### Exercise input
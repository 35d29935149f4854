//! Fault report validation
//!
//! Checks run in a fixed order and stop at the first failure. A report either
//! comes out fully typed as a [`ValidatedReport`] or nothing of it is used.

use crate::error::ValidationError;
use crate::fault::catalog::SeverityCatalog;
use crate::fault::model::{
    fault_key, Assertion, Fault, FaultEvent, FaultReport, FaultType, ValidatedReport,
};
use crate::topology::store::NodeRegistry;
use parking_lot::RwLock;
use regex::Regex;
use std::collections::{BTreeMap, BTreeSet, HashSet};
use std::sync::{Arc, LazyLock};

/// Only protocol version accepted
pub const PROTOCOL_VERSION: &str = "1.0";

/// Earliest accepted epoch second (2020-01-01T00:00:00Z)
pub const EPOCH_FLOOR: i64 = 1_577_836_800;

pub const MAX_FAULTS: usize = 100;
pub const FAULT_CODE_LEN: usize = 9;
pub const MAX_LOCATION_ENTRIES: usize = 10;
pub const MAX_LOCATION_KEY_LEN: usize = 64;
pub const MAX_LOCATION_VALUE_LEN: usize = 256;
pub const MAX_DESCRIPTION_LEN: usize = 512;
pub const MAX_INFLUENCES: usize = 1000;
pub const MAX_DEVICES: usize = 32;
pub const MAX_DEVICE_ID: i64 = 31;
pub const MAX_NODE_NAME_LEN: usize = 253;

static REPORT_ID: LazyLock<Regex> =
    LazyLock::new(|| Regex::new(r"^[a-zA-Z0-9\-_.]{8,128}$").expect("static pattern"));

static FAULT_ID: LazyLock<Regex> =
    LazyLock::new(|| Regex::new(r"^[a-zA-Z0-9\-_.]{1,128}$").expect("static pattern"));

// Lowercase RFC-1123 subdomain
static NODE_NAME: LazyLock<Regex> = LazyLock::new(|| {
    Regex::new(r"^[a-z0-9]([-a-z0-9]*[a-z0-9])?(\.[a-z0-9]([-a-z0-9]*[a-z0-9])?)*$")
        .expect("static pattern")
});

fn is_epoch_seconds(value: i64) -> bool {
    (1_000_000_000..=9_999_999_999).contains(&value) && value >= EPOCH_FLOOR
}

/// Lowercase RFC-1123 subdomain of at most 253 characters
pub fn is_node_name(value: &str) -> bool {
    value.len() <= MAX_NODE_NAME_LEN && NODE_NAME.is_match(value)
}

/// Stateless report checker over a severity catalog and the live node registry
pub struct Validator {
    catalog: Arc<dyn SeverityCatalog>,
    registry: Arc<dyn NodeRegistry>,
    allowed_origins: RwLock<HashSet<String>>,
}

impl Validator {
    pub fn new<I, S>(
        catalog: Arc<dyn SeverityCatalog>,
        registry: Arc<dyn NodeRegistry>,
        origins: I,
    ) -> Self
    where
        I: IntoIterator<Item = S>,
        S: Into<String>,
    {
        Self {
            catalog,
            registry,
            allowed_origins: RwLock::new(origins.into_iter().map(Into::into).collect()),
        }
    }

    /// Replace the resource allow-list
    pub fn set_allowed_origins<I, S>(&self, origins: I)
    where
        I: IntoIterator<Item = S>,
        S: Into<String>,
    {
        *self.allowed_origins.write() = origins.into_iter().map(Into::into).collect();
    }

    pub fn is_origin_allowed(&self, origin: &str) -> bool {
        self.allowed_origins.read().contains(origin)
    }

    /// Validate a report and expand it into per-node fault events
    pub fn check(&self, report: &FaultReport) -> Result<ValidatedReport, ValidationError> {
        if !REPORT_ID.is_match(&report.id) {
            return Err(ValidationError::InvalidReportId(report.id.clone()));
        }
        if !is_epoch_seconds(report.timestamp) {
            return Err(ValidationError::InvalidTimestamp(report.timestamp));
        }
        if report.version != PROTOCOL_VERSION {
            return Err(ValidationError::UnsupportedVersion(report.version.clone()));
        }
        if !self.is_origin_allowed(&report.resource) {
            return Err(ValidationError::ResourceNotAllowed(report.resource.clone()));
        }
        if report.faults.is_empty() || report.faults.len() > MAX_FAULTS {
            return Err(ValidationError::FaultCount {
                actual: report.faults.len(),
                max: MAX_FAULTS,
            });
        }

        let mut events = Vec::new();
        for fault in &report.faults {
            self.check_fault(&report.resource, fault, &mut events)?;
        }

        Ok(ValidatedReport {
            id: report.id.clone(),
            resource: report.resource.clone(),
            events,
        })
    }

    fn check_fault(
        &self,
        resource: &str,
        fault: &Fault,
        events: &mut Vec<FaultEvent>,
    ) -> Result<(), ValidationError> {
        let id = &fault.fault_id;
        if !FAULT_ID.is_match(id) {
            return Err(ValidationError::InvalidFaultId(id.clone()));
        }

        let fault_type =
            FaultType::parse(&fault.fault_type).ok_or_else(|| ValidationError::InvalidFaultType {
                fault_id: id.clone(),
                fault_type: fault.fault_type.clone(),
            })?;

        if fault.fault_code.chars().count() != FAULT_CODE_LEN {
            return Err(ValidationError::InvalidFaultCodeLength {
                fault_id: id.clone(),
                code: fault.fault_code.clone(),
                expected: FAULT_CODE_LEN,
            });
        }
        let level = self.catalog.severity_for(&fault.fault_code).ok_or_else(|| {
            ValidationError::UnknownFaultCode {
                fault_id: id.clone(),
                code: fault.fault_code.clone(),
            }
        })?;

        if !is_epoch_seconds(fault.fault_time) {
            return Err(ValidationError::InvalidFaultTime {
                fault_id: id.clone(),
                time: fault.fault_time,
            });
        }

        let assertion =
            Assertion::parse(&fault.assertion).ok_or_else(|| ValidationError::InvalidAssertion {
                fault_id: id.clone(),
                assertion: fault.assertion.clone(),
            })?;

        check_location(id, &fault.fault_location)?;

        if fault.description.chars().count() > MAX_DESCRIPTION_LEN {
            return Err(ValidationError::DescriptionTooLong {
                fault_id: id.clone(),
                max: MAX_DESCRIPTION_LEN,
            });
        }

        if fault.influence.is_empty() || fault.influence.len() > MAX_INFLUENCES {
            return Err(ValidationError::InfluenceCount {
                fault_id: id.clone(),
                actual: fault.influence.len(),
                max: MAX_INFLUENCES,
            });
        }

        // Two influences naming the same node merge into one event
        let mut per_node: BTreeMap<String, BTreeSet<u32>> = BTreeMap::new();
        for influence in &fault.influence {
            let node = self
                .resolve_node(influence.node_name.as_deref(), influence.node_sn.as_deref())
                .ok_or_else(|| ValidationError::UnresolvedNode {
                    fault_id: id.clone(),
                    node_name: influence.node_name.clone(),
                    node_sn: influence.node_sn.clone(),
                })?;
            let devices = check_devices(id, &node, &influence.device_ids)?;
            per_node.entry(node).or_default().extend(devices);
        }

        let key = fault_key(resource, id);
        events.extend(per_node.into_iter().map(|(node_name, device_ids)| FaultEvent {
            node_name,
            fault_key: key.clone(),
            fault_type,
            fault_code: fault.fault_code.clone(),
            level,
            assertion,
            device_ids,
            fault_time: fault.fault_time,
        }));
        Ok(())
    }

    fn resolve_node(&self, name: Option<&str>, serial: Option<&str>) -> Option<String> {
        if let Some(name) = name.filter(|n| is_node_name(n)) {
            return Some(name.to_string());
        }
        serial
            .filter(|sn| !sn.is_empty())
            .and_then(|sn| self.registry.resolve_name_by_serial(sn))
    }
}

impl std::fmt::Debug for Validator {
    fn fmt(&self, f: &mut std::fmt::Formatter<'_>) -> std::fmt::Result {
        f.debug_struct("Validator")
            .field("allowed_origins", &*self.allowed_origins.read())
            .finish_non_exhaustive()
    }
}

fn check_location(
    fault_id: &str,
    location: &BTreeMap<String, String>,
) -> Result<(), ValidationError> {
    let invalid = |reason: String| ValidationError::InvalidLocation {
        fault_id: fault_id.to_string(),
        reason,
    };

    if location.len() > MAX_LOCATION_ENTRIES {
        return Err(invalid(format!(
            "{} entries exceeds {}",
            location.len(),
            MAX_LOCATION_ENTRIES
        )));
    }
    for (key, value) in location {
        let key_len = key.chars().count();
        if key_len == 0 || key_len > MAX_LOCATION_KEY_LEN {
            return Err(invalid(format!(
                "key {:?} must be 1-{} characters",
                key, MAX_LOCATION_KEY_LEN
            )));
        }
        if value.chars().count() > MAX_LOCATION_VALUE_LEN {
            return Err(invalid(format!(
                "value for {:?} exceeds {} characters",
                key, MAX_LOCATION_VALUE_LEN
            )));
        }
    }
    Ok(())
}

fn check_devices(fault_id: &str, node: &str, ids: &[i64]) -> Result<BTreeSet<u32>, ValidationError> {
    if ids.is_empty() || ids.len() > MAX_DEVICES {
        return Err(ValidationError::DeviceCount {
            fault_id: fault_id.to_string(),
            node: node.to_string(),
            actual: ids.len(),
        });
    }

    let mut seen = BTreeSet::new();
    for &device_id in ids {
        if !(0..=MAX_DEVICE_ID).contains(&device_id) {
            return Err(ValidationError::DeviceOutOfRange {
                fault_id: fault_id.to_string(),
                node: node.to_string(),
                device_id,
            });
        }
        if !seen.insert(device_id as u32) {
            return Err(ValidationError::DuplicateDevice {
                fault_id: fault_id.to_string(),
                node: node.to_string(),
                device_id,
            });
        }
    }
    Ok(seen)
}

### Problem
Count every line above that holds the word "actual", and state the number and nothing more.

### Answer section
3